(Saved entries)

■ ■ ■

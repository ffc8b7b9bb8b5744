use kube::CustomResource;
use schemars::JsonSchema;
use serde::{Deserialize, Serialize};

use crate::{Dependency, ManagedStatus, NoDependencies, ProviderConfigReference};

/// Virtual private network (VPC) specification.
#[derive(CustomResource, Debug, Clone, Deserialize, Serialize, JsonSchema, PartialEq)]
#[kube(
    group = "cloudnet.io",
    version = "v1alpha1",
    kind = "Network",
    derive = "PartialEq",
    status = "NetworkStatus",
    namespaced,
    printcolumn = r#"{
        "name":"Ready",
        "type": "string",
        "jsonPath": ".status.conditions[?(@.type==\"Ready\")].status"
    }"#,
    printcolumn = r#"{
        "name":"Synced",
        "type": "string",
        "jsonPath": ".status.conditions[?(@.type==\"Synced\")].status"
    }"#,
    printcolumn = r#"{
        "name":"ExternalID",
        "type": "string",
        "jsonPath": ".status.externalID"
    }"#
)]
#[serde(rename_all = "camelCase")]
pub struct NetworkSpec {
    /// The ProviderConfig to use for authentication.
    pub provider_config_ref: ProviderConfigReference,
    /// Optional human-readable description.
    #[serde(default, skip_serializing_if = "String::is_empty")]
    pub description: String,
    /// The network's address range, immutable after creation.
    pub cidr: String,
    /// Keep the external resource when this object is deleted.
    #[serde(default)]
    pub orphan_on_delete: bool,
}

pub type NetworkStatus = ManagedStatus<NetworkSpec, NoDependencies>;

crate::managed!(Network, NetworkSpec, NoDependencies);

/// Subnet within a [`Network`].
#[derive(CustomResource, Debug, Clone, Deserialize, Serialize, JsonSchema, PartialEq)]
#[kube(
    group = "cloudnet.io",
    version = "v1alpha1",
    kind = "Subnet",
    derive = "PartialEq",
    status = "SubnetStatus",
    namespaced,
    printcolumn = r#"{
        "name":"Ready",
        "type": "string",
        "jsonPath": ".status.conditions[?(@.type==\"Ready\")].status"
    }"#,
    printcolumn = r#"{
        "name":"ExternalID",
        "type": "string",
        "jsonPath": ".status.externalID"
    }"#
)]
#[serde(rename_all = "camelCase")]
pub struct SubnetSpec {
    pub provider_config_ref: ProviderConfigReference,
    /// The network this subnet belongs to.
    pub network: Dependency,
    #[serde(default, skip_serializing_if = "String::is_empty")]
    pub description: String,
    /// The subnet's address range, must be within the network's range.
    pub cidr: String,
    /// The gateway address, must be within `cidr`.
    #[serde(rename = "gatewayIP")]
    pub gateway_ip: String,
    #[serde(default)]
    pub orphan_on_delete: bool,
}

#[derive(Serialize, Deserialize, Debug, Default, PartialEq, Eq, Clone, JsonSchema)]
pub struct SubnetResolved {
    #[serde(rename = "networkID", default, skip_serializing_if = "String::is_empty")]
    pub network_id: String,
}

pub type SubnetStatus = ManagedStatus<SubnetSpec, SubnetResolved>;

crate::managed!(Subnet, SubnetSpec, SubnetResolved);
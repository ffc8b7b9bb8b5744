use async_trait::async_trait;
use cloudnet_operator_apis::{
    NatGateway, NatGatewayResolved, NatGatewaySpec, Network, SnatRule, Subnet,
};
use kube::ResourceExt;

use super::changed;
use crate::{
    provider::{
        nat_gateway_spec, CreateNatGatewayRequest, NatGatewayInfo, NatGatewayUpdate, Provider,
        ProviderError,
    },
    reconciler::ManagedKind,
    reference_guard::{BackReference, ReferenceCheck},
    resolver::{ResolveError, Resolver},
};

#[async_trait]
impl ManagedKind for NatGateway {
    const FINALIZER: &'static str = "natgateway.cloudnet.io/finalizer";

    type Info = NatGatewayInfo;
    type Update = NatGatewayUpdate;

    async fn resolve(&self, resolver: &Resolver<'_>) -> Result<NatGatewayResolved, ResolveError> {
        let network_id = resolver.resolve::<Network>(&self.spec.network).await?;
        let subnet_id = resolver.resolve::<Subnet>(&self.spec.subnet).await?;
        Ok(NatGatewayResolved {
            network_id,
            subnet_id,
        })
    }

    async fn create_external(
        &self,
        provider: &dyn Provider,
        resolved: &NatGatewayResolved,
    ) -> Result<String, ProviderError> {
        provider
            .create_nat_gateway(&CreateNatGatewayRequest {
                name: self.name_any(),
                description: self.spec.description.clone(),
                spec: nat_gateway_spec(self.spec.type_).to_string(),
                network_id: resolved.network_id.clone(),
                subnet_id: resolved.subnet_id.clone(),
            })
            .await
    }

    async fn get_external(
        &self,
        provider: &dyn Provider,
        id: &str,
    ) -> Result<Option<NatGatewayInfo>, ProviderError> {
        provider.get_nat_gateway(id).await
    }

    fn detect_drift(&self, baseline: &NatGatewaySpec) -> Option<NatGatewayUpdate> {
        let update = NatGatewayUpdate {
            description: changed(&self.spec.description, &baseline.description),
            spec: changed(&self.spec.type_, &baseline.type_).map(|t| nat_gateway_spec(t).to_string()),
        };
        (update != NatGatewayUpdate::default()).then_some(update)
    }

    async fn update_external(
        &self,
        provider: &dyn Provider,
        id: &str,
        _: &NatGatewayInfo,
        update: &NatGatewayUpdate,
    ) -> Result<(), ProviderError> {
        provider.update_nat_gateway(id, update).await
    }

    async fn delete_external(&self, provider: &dyn Provider, id: &str) -> Result<(), ProviderError> {
        provider.delete_nat_gateway(id).await
    }

    fn reference_checks() -> Vec<Box<dyn ReferenceCheck>> {
        vec![Box::new(BackReference::<SnatRule>::new("SNATRules", |r| {
            r.nat_gateway_id.as_str()
        })) as Box<dyn ReferenceCheck>]
    }
}
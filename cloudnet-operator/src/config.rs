use std::{net::SocketAddr, str::FromStr, time::Duration};

use anyhow::Context;

use crate::retry::RetryOptions;

/// Requeue delays of the reconcilers.
#[derive(Clone, Copy, Debug, PartialEq, Eq)]
pub(crate) struct Timings {
    /// Retry while dependencies are not ready.
    pub dependency: Duration,
    /// Steady-state and error retry.
    pub error: Duration,
    /// Re-validation of ProviderConfigs.
    pub validation: Duration,
    /// First readiness poll after a create.
    pub create_poll: Duration,
    /// Requeue to continue with the next step right away.
    pub immediate: Duration,
    /// Periodic re-check of converged objects.
    pub resync: Duration,
}

impl Default for Timings {
    fn default() -> Self {
        Self {
            dependency: Duration::from_secs(10),
            error: Duration::from_secs(30),
            validation: Duration::from_secs(300),
            create_poll: Duration::from_secs(5),
            immediate: Duration::from_secs(1),
            resync: Duration::from_secs(3600),
        }
    }
}

#[derive(Clone, Debug)]
pub(crate) struct Configuration {
    /// Namespace to watch, all namespaces if `None`.
    pub watch_namespace: Option<String>,
    pub metrics_addr: SocketAddr,
    pub timings: Timings,
    /// Polling of provider operations until the resource is ready.
    pub provider_wait: RetryOptions,
}

/// Value of the environment variable `name`, treating blank values as unset.
pub(crate) fn env_var(name: &str) -> Option<String> {
    std::env::var(name)
        .ok()
        .map(|v| v.trim().to_string())
        .filter(|v| !v.is_empty())
}

impl Configuration {
    pub fn from_env() -> anyhow::Result<Self> {
        Self::from_lookup(env_var)
    }

    fn from_lookup<F: Fn(&str) -> Option<String>>(lookup: F) -> anyhow::Result<Self> {
        let number = |name: &str, default: u64| -> anyhow::Result<u64> {
            parse(&lookup, name).map(|v| v.unwrap_or(default))
        };
        let seconds = |name: &str, default: Duration| -> anyhow::Result<Duration> {
            number(name, default.as_secs()).map(Duration::from_secs)
        };
        let defaults = Timings::default();
        let timings = Timings {
            dependency: seconds("REQUEUE_DEPENDENCY_SECS", defaults.dependency)?,
            error: seconds("REQUEUE_ERROR_SECS", defaults.error)?,
            validation: seconds("REQUEUE_VALIDATION_SECS", defaults.validation)?,
            create_poll: seconds("REQUEUE_CREATE_POLL_SECS", defaults.create_poll)?,
            immediate: seconds("REQUEUE_IMMEDIATE_SECS", defaults.immediate)?,
            resync: seconds("RESYNC_SECS", defaults.resync)?,
        };
        let provider_wait = RetryOptions::new(
            seconds("PROVIDER_POLL_DELAY_SECS", Duration::from_secs(5))?,
            parse(&lookup, "PROVIDER_POLL_MAX_ATTEMPTS")?.unwrap_or(60),
        );
        let metrics_addr = format!(
            "{}:{}",
            lookup("METRICS_LISTEN_ADDR").unwrap_or_else(|| "0.0.0.0".to_string()),
            lookup("METRICS_LISTEN_PORT").unwrap_or_else(|| "9000".to_string()),
        );
        let metrics_addr = metrics_addr
            .parse()
            .with_context(|| format!("invalid metrics listen address {}", metrics_addr))?;
        Ok(Self {
            watch_namespace: lookup("WATCH_NAMESPACE"),
            metrics_addr,
            timings,
            provider_wait,
        })
    }
}

fn parse<T, F>(lookup: &F, name: &str) -> anyhow::Result<Option<T>>
where
    T: FromStr,
    T::Err: std::error::Error + Send + Sync + 'static,
    F: Fn(&str) -> Option<String>,
{
    lookup(name)
        .map(|v| {
            v.parse::<T>()
                .with_context(|| format!("invalid value {:?} for {}", v, name))
        })
        .transpose()
}
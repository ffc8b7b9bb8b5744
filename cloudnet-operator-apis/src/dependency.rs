use std::collections::BTreeMap;

use schemars::JsonSchema;
use serde::{Deserialize, Serialize};

/// Reference to another object of a known kind in the same namespace.
#[derive(Serialize, Deserialize, Debug, PartialEq, Eq, Clone, JsonSchema)]
pub struct LocalObjectReference {
    /// The Kubernetes object's name (`metadata.name`).
    pub name: String,
}

/// Label based selection of exactly one object.
#[derive(Serialize, Deserialize, Debug, Default, PartialEq, Eq, Clone, JsonSchema)]
pub struct LabelSelector {
    /// Labels the selected object must carry, all of them must match.
    #[serde(rename = "matchLabels", default)]
    pub match_labels: BTreeMap<String, String>,
}

impl LabelSelector {
    pub fn new<K: Into<String>, V: Into<String>>(labels: impl IntoIterator<Item = (K, V)>) -> Self {
        Self {
            match_labels: labels
                .into_iter()
                .map(|(k, v)| (k.into(), v.into()))
                .collect(),
        }
    }
}

impl std::fmt::Display for LabelSelector {
    fn fmt(&self, f: &mut std::fmt::Formatter<'_>) -> std::fmt::Result {
        let labels: Vec<String> = self
            .match_labels
            .iter()
            .map(|(k, v)| format!("{}={}", k, v))
            .collect();
        write!(f, "{{{}}}", labels.join(","))
    }
}

/// Logical reference to an external resource another resource depends on.
///
/// Exactly one variant is populated, `{"id": ..}`, `{"ref": ..}` or `{"selector": ..}`.
#[derive(Serialize, Deserialize, Debug, PartialEq, Eq, Clone, JsonSchema)]
#[serde(rename_all = "camelCase")]
pub enum Dependency {
    /// The external ID of an already existing resource.
    Id(String),
    /// Direct reference to a managed resource in the same namespace.
    Ref(LocalObjectReference),
    /// Label selector matching exactly one managed resource in the same namespace.
    Selector(LabelSelector),
}

impl Dependency {
    pub fn id<S: Into<String>>(id: S) -> Self {
        Dependency::Id(id.into())
    }

    pub fn reference<S: Into<String>>(name: S) -> Self {
        Dependency::Ref(LocalObjectReference { name: name.into() })
    }
}
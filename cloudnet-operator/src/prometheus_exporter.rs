use std::{
    net::SocketAddr,
    sync::{
        atomic::{AtomicBool, Ordering},
        Arc,
    },
};

use http_body_util::Full;
use hyper::{
    body::{Bytes, Incoming},
    header::CONTENT_TYPE,
    server::conn::http1,
    service::service_fn,
    Request, Response, StatusCode,
};
use hyper_util::rt::TokioIo;
use prometheus::{Encoder, Registry, TextEncoder};
use tokio::net::TcpListener;

/// What the metrics server exposes.
pub(crate) struct ServerState {
    pub registry: Registry,
    /// Set once the controllers are running.
    pub ready: Arc<AtomicBool>,
}

fn status(code: StatusCode) -> Result<Response<Full<Bytes>>, hyper::http::Error> {
    Response::builder().status(code).body(Full::default())
}

fn serve_req(path: &str, state: &ServerState) -> Result<Response<Full<Bytes>>, hyper::http::Error> {
    match path {
        "/metrics" => {
            let encoder = TextEncoder::new();
            let metric_families = state.registry.gather();
            let mut result = Vec::new();
            match encoder.encode(&metric_families, &mut result) {
                Ok(_) => Response::builder()
                    .status(StatusCode::OK)
                    .header(CONTENT_TYPE, encoder.format_type())
                    .body(Full::new(Bytes::from(result))),
                Err(e) => {
                    error!("failed to encode metrics: {}", e);
                    status(StatusCode::INTERNAL_SERVER_ERROR)
                }
            }
        }
        "/healthz" => status(StatusCode::OK),
        "/readyz" if state.ready.load(Ordering::Relaxed) => status(StatusCode::OK),
        "/readyz" => status(StatusCode::SERVICE_UNAVAILABLE),
        _ => status(StatusCode::NOT_FOUND),
    }
}

/// Serve `/metrics`, `/healthz` and `/readyz` on `addr` until an accept fails.
pub(crate) async fn start_prometheus_metrics_server(
    addr: SocketAddr,
    state: Arc<ServerState>,
) -> std::io::Result<()> {
    let listener = TcpListener::bind(addr).await?;
    info!("listening on http://{}", addr);
    loop {
        let (stream, _) = listener.accept().await?;
        let state = state.clone();
        tokio::spawn(async move {
            let service = service_fn(move |req: Request<Incoming>| {
                let state = state.clone();
                async move { serve_req(req.uri().path(), &state) }
            });
            if let Err(e) = http1::Builder::new()
                .serve_connection(TokioIo::new(stream), service)
                .await
            {
                debug!("metrics connection failed: {}", e);
            }
        });
    }
}
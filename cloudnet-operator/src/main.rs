#[macro_use]
extern crate log;

use std::sync::{atomic::Ordering, Arc};

use kube::Client;
use opentelemetry::global;
use opentelemetry_sdk::metrics::SdkMeterProvider;
use prometheus_exporter::{start_prometheus_metrics_server, ServerState};

mod conditions;
mod config;
mod controller;
mod errors;
mod kinds;
mod modifications;
mod prometheus_exporter;
mod provider;
mod provider_cache;
mod reconciler;
mod reference_guard;
mod resolver;
mod retry;
mod store;
#[cfg(test)]
mod testing;
mod utils;

use config::Configuration;
use provider::simulated::{SimulatedCloud, SimulatedFactory};
use provider_cache::ProviderCache;
use reconciler::Context;
use store::KubeStore;

/// The K8s field manager name.
const MANAGER: &str = "cloudnet-operator";

#[tokio::main]
async fn main() -> anyhow::Result<()> {
    env_logger::init();
    if rustls::crypto::ring::default_provider()
        .install_default()
        .is_err()
    {
        debug!("rustls crypto provider already installed");
    }
    let configuration = Configuration::from_env()?;

    let registry = prometheus::Registry::new();
    let exporter = opentelemetry_prometheus::exporter()
        .with_registry(registry.clone())
        .build()?;
    let meter_provider = SdkMeterProvider::builder().with_reader(exporter).build();
    global::set_meter_provider(meter_provider.clone());
    let server_state = Arc::new(ServerState {
        registry,
        ready: Default::default(),
    });
    let prometheus_metrics_exporter =
        start_prometheus_metrics_server(configuration.metrics_addr, server_state.clone());

    let client = Client::try_default().await?;
    let (cancel, cancellation) = retry::cancellation();
    warn!("using the in-process simulated cloud backend");
    let cloud = SimulatedCloud::new(configuration.provider_wait, cancellation);
    let store = Arc::new(KubeStore::new(client.clone()));
    let providers = ProviderCache::new(store.clone(), Arc::new(SimulatedFactory::new(cloud)));
    let ctx = Arc::new(Context {
        store,
        providers: Arc::new(providers),
        timings: configuration.timings,
    });

    let namespace = configuration.watch_namespace.as_deref();
    match namespace {
        Some(ns) => info!("Controller is only watching resources in namespace {}", ns),
        None => info!("Controller is watching resources in all namespaces"),
    }
    let controllers = controller::spawn_all(&client, namespace, ctx);
    info!("start controllers ...");
    server_state.ready.store(true, Ordering::Relaxed);
    tokio::select! {
        (r, _, _) = futures::future::select_all(controllers) => {
            r?;
            warn!("a controller stopped unexpectedly");
        }
        r = prometheus_metrics_exporter => r?,
        r = tokio::signal::ctrl_c() => {
            r?;
            info!("shutting down");
        }
    };
    cancel.cancel();
    if let Err(e) = meter_provider.shutdown() {
        warn!("failed to shut down meter provider: {}", e);
    }
    Ok(())
}
use async_trait::async_trait;
use cloudnet_operator_apis::{
    SecurityGroup, SecurityGroupRule, SecurityGroupRuleResolved, SecurityGroupRuleSpec,
};

use super::changed;
use crate::{
    provider::{
        CreateSecurityGroupRuleRequest, Provider, ProviderError, SecurityGroupRuleInfo,
        SecurityGroupRuleUpdate,
    },
    reconciler::ManagedKind,
    resolver::{ResolveError, Resolver},
};

#[async_trait]
impl ManagedKind for SecurityGroupRule {
    const FINALIZER: &'static str = "securitygrouprule.cloudnet.io/finalizer";

    type Info = SecurityGroupRuleInfo;
    type Update = SecurityGroupRuleUpdate;

    async fn resolve(
        &self,
        resolver: &Resolver<'_>,
    ) -> Result<SecurityGroupRuleResolved, ResolveError> {
        Ok(SecurityGroupRuleResolved {
            security_group_id: resolver
                .resolve::<SecurityGroup>(&self.spec.security_group)
                .await?,
        })
    }

    async fn create_external(
        &self,
        provider: &dyn Provider,
        resolved: &SecurityGroupRuleResolved,
    ) -> Result<String, ProviderError> {
        let spec = &self.spec;
        provider
            .create_security_group_rule(&CreateSecurityGroupRuleRequest {
                security_group_id: resolved.security_group_id.clone(),
                description: spec.description.clone(),
                direction: spec.direction,
                protocol: spec.protocol,
                ethertype: spec.ethertype,
                multiport: spec.multiport.clone(),
                action: spec.action,
                priority: spec.priority,
            })
            .await
    }

    async fn get_external(
        &self,
        provider: &dyn Provider,
        id: &str,
    ) -> Result<Option<SecurityGroupRuleInfo>, ProviderError> {
        provider.get_security_group_rule(id).await
    }

    fn detect_drift(&self, baseline: &SecurityGroupRuleSpec) -> Option<SecurityGroupRuleUpdate> {
        changed(&self.spec.description, &baseline.description).map(|description| {
            SecurityGroupRuleUpdate {
                description: Some(description),
            }
        })
    }

    async fn update_external(
        &self,
        provider: &dyn Provider,
        id: &str,
        _: &SecurityGroupRuleInfo,
        update: &SecurityGroupRuleUpdate,
    ) -> Result<(), ProviderError> {
        provider.update_security_group_rule(id, update).await
    }

    async fn delete_external(&self, provider: &dyn Provider, id: &str) -> Result<(), ProviderError> {
        provider.delete_security_group_rule(id).await
    }
}

#[cfg(test)]
mod tests {
    use super::*;
    use crate::{
        reconciler::tests::{condition, converge, run, setup},
        testing::*,
    };
    use cloudnet_operator_apis::{
        Dependency, Direction, Managed, Protocol, RuleAction, READY, SYNCED,
    };

    #[tokio::test]
    async fn rule_follows_its_group() {
        let (store, cloud, ctx) = setup();
        store.insert(&security_group("default", "web"));
        store.insert(&security_group_rule("default", "https", Dependency::reference("web")));

        run::<SecurityGroupRule>(&ctx, "https").await.unwrap();
        run::<SecurityGroupRule>(&ctx, "https").await.unwrap();
        let r: SecurityGroupRule = store.get_typed("default", "https").unwrap();
        assert_eq!(
            "Waiting for dependencies: SecurityGroup dependency 'web' is not ready: external ID is not yet set",
            condition(r.conditions(), READY).2
        );

        let group_id = converge::<SecurityGroup>(&ctx, "web").await;
        let rule_id = converge::<SecurityGroupRule>(&ctx, "https").await;
        assert_eq!(1, cloud.calls("create_security_group_rule").await);
        assert!(cloud.exists(&rule_id).await);
        let r: SecurityGroupRule = store.get_typed("default", "https").unwrap();
        assert_eq!(group_id, r.resolved_dependencies().unwrap().security_group_id);
    }

    #[test]
    fn only_description_drifts() {
        let r = security_group_rule("default", "https", Dependency::id("sg-1"));
        let mut baseline = r.spec.clone();
        baseline.direction = Direction::Egress;
        baseline.protocol = Protocol::Udp;
        baseline.action = RuleAction::Deny;
        assert_eq!(None, r.detect_drift(&baseline));
        baseline.description = "http".to_string();
        assert_eq!(
            Some(SecurityGroupRuleUpdate {
                description: Some("https".to_string())
            }),
            r.detect_drift(&baseline)
        );
    }

    #[tokio::test]
    async fn group_deletion_waits_for_rules() {
        let (store, cloud, ctx) = setup();
        store.insert(&security_group("default", "web"));
        let group_id = converge::<SecurityGroup>(&ctx, "web").await;
        store.insert(&security_group_rule("default", "https", Dependency::reference("web")));
        let rule_id = converge::<SecurityGroupRule>(&ctx, "https").await;

        store.delete::<SecurityGroup>("default", "web");
        run::<SecurityGroup>(&ctx, "web").await.unwrap();
        let sg: SecurityGroup = store.get_typed("default", "web").unwrap();
        assert_eq!(
            ("False".into(), "DeletionBlocked".into(), "Still referenced by https".into()),
            condition(sg.conditions(), READY)
        );
        assert_eq!("DeletionBlocked", condition(sg.conditions(), SYNCED).1);

        store.delete::<SecurityGroupRule>("default", "https");
        run::<SecurityGroupRule>(&ctx, "https").await.unwrap();
        assert!(!cloud.exists(&rule_id).await);
        run::<SecurityGroup>(&ctx, "web").await.unwrap();
        assert!(!cloud.exists(&group_id).await);
        assert!(store.get_typed::<SecurityGroup>("default", "web").is_none());
    }
}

■ ■ ■

→ **What is needed**
The answer must be every line from the records above that contains the word "move", copied out.

→ **Result of the task**
        tokio::spawn(async move {
            let service = service_fn(move |req: Request<Incoming>| {
                async move { serve_req(req.uri().path(), &state) }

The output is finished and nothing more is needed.